*** INFORMATION SUPPLIED ***

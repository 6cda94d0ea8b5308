use std::sync::Mutex;
use std::sync::atomic::{AtomicUsize, Ordering};
use async_trait::async_trait;
use time::OffsetDateTime;
use time::macros::datetime;
use crate::data::{Folder, FolderUpdate, NewFolder, NewNote, Note, NoteUpdate};
use crate::store::{FolderStore, NoteStore, StoreError};

pub const MOCK_DATE_MODIFIED: OffsetDateTime = datetime!(2026-10-16 12:00 UTC);

/// In-memory stand-in for a store; counts every call it receives.
pub struct MockStore<T> {
    rows: Mutex<Vec<T>>,
    calls: AtomicUsize,
    is_failing: bool,
}

impl<T: Clone> MockStore<T> {
    pub fn new() -> Self {
        MockStore {
            rows: Mutex::new(Vec::new()),
            calls: AtomicUsize::new(0),
            is_failing: false,
        }
    }

    pub fn with_rows(rows: Vec<T>) -> Self {
        MockStore {
            rows: Mutex::new(rows),
            ..Self::new()
        }
    }

    pub fn failing() -> Self {
        MockStore {
            is_failing: true,
            ..Self::new()
        }
    }

    pub fn calls(&self) -> usize {
        self.calls.load(Ordering::Relaxed)
    }

    pub fn rows(&self) -> Vec<T> {
        self.rows.lock().unwrap().clone()
    }

    fn enter(&self) -> Result<(), StoreError> {
        self.calls.fetch_add(1, Ordering::Relaxed);
        if self.is_failing {
            Err(StoreError::Poisoned)
        } else {
            Ok(())
        }
    }
}

trait Identified {
    fn id(&self) -> i64;
}

impl Identified for Folder {
    fn id(&self) -> i64 {
        self.id
    }
}

impl Identified for Note {
    fn id(&self) -> i64 {
        self.id
    }
}

impl<T: Clone + Identified> MockStore<T> {
    fn next_id(&self) -> i64 {
        self.rows.lock().unwrap()
            .iter()
            .map(Identified::id)
            .max()
            .unwrap_or(0) + 1
    }

    fn find(&self, id: i64) -> Option<T> {
        self.rows.lock().unwrap()
            .iter()
            .find(|row| row.id() == id)
            .cloned()
    }

    fn push(&self, row: T) -> T {
        self.rows.lock().unwrap().push(row.clone());
        row
    }

    fn remove(&self, id: i64) -> usize {
        let mut rows = self.rows.lock().unwrap();
        let before = rows.len();
        rows.retain(|row| row.id() != id);
        before - rows.len()
    }
}

pub type MockFolderStore = MockStore<Folder>;
pub type MockNoteStore = MockStore<Note>;

#[async_trait]
impl FolderStore for MockFolderStore {
    async fn list(&self) -> Result<Vec<Folder>, StoreError> {
        self.enter()?;
        Ok(self.rows())
    }

    async fn get_by_id(&self, id: i64) -> Result<Option<Folder>, StoreError> {
        self.enter()?;
        Ok(self.find(id))
    }

    async fn insert(&self, folder: NewFolder) -> Result<Folder, StoreError> {
        self.enter()?;
        Ok(self.push(Folder { id: self.next_id(), folder_name: folder.folder_name }))
    }

    async fn delete_by_id(&self, id: i64) -> Result<usize, StoreError> {
        self.enter()?;
        Ok(self.remove(id))
    }

    async fn update_by_id(&self, _: i64, _: FolderUpdate) -> Result<usize, StoreError> {
        unimplemented!("no handler updates folders")
    }
}

#[async_trait]
impl NoteStore for MockNoteStore {
    async fn list(&self) -> Result<Vec<Note>, StoreError> {
        self.enter()?;
        Ok(self.rows())
    }

    async fn get_by_id(&self, id: i64) -> Result<Option<Note>, StoreError> {
        self.enter()?;
        Ok(self.find(id))
    }

    async fn insert(&self, note: NewNote) -> Result<Note, StoreError> {
        self.enter()?;
        Ok(
            self.push(
                Note {
                    id: self.next_id(),
                    note_name: note.note_name,
                    content: note.content,
                    date_modified: MOCK_DATE_MODIFIED,
                    folder_id: note.folder_id,
                }
            )
        )
    }

    async fn delete_by_id(&self, id: i64) -> Result<usize, StoreError> {
        self.enter()?;
        Ok(self.remove(id))
    }

    async fn update_by_id(&self, _: i64, _: NoteUpdate) -> Result<usize, StoreError> {
        unimplemented!("no handler updates notes")
    }
}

*** End of INFORMATION SUPPLIED ***

* _WHAT IS NEEDED_
Give nothing except how many lines of the records include "MockStore".

* _TASK RESPONSE_
8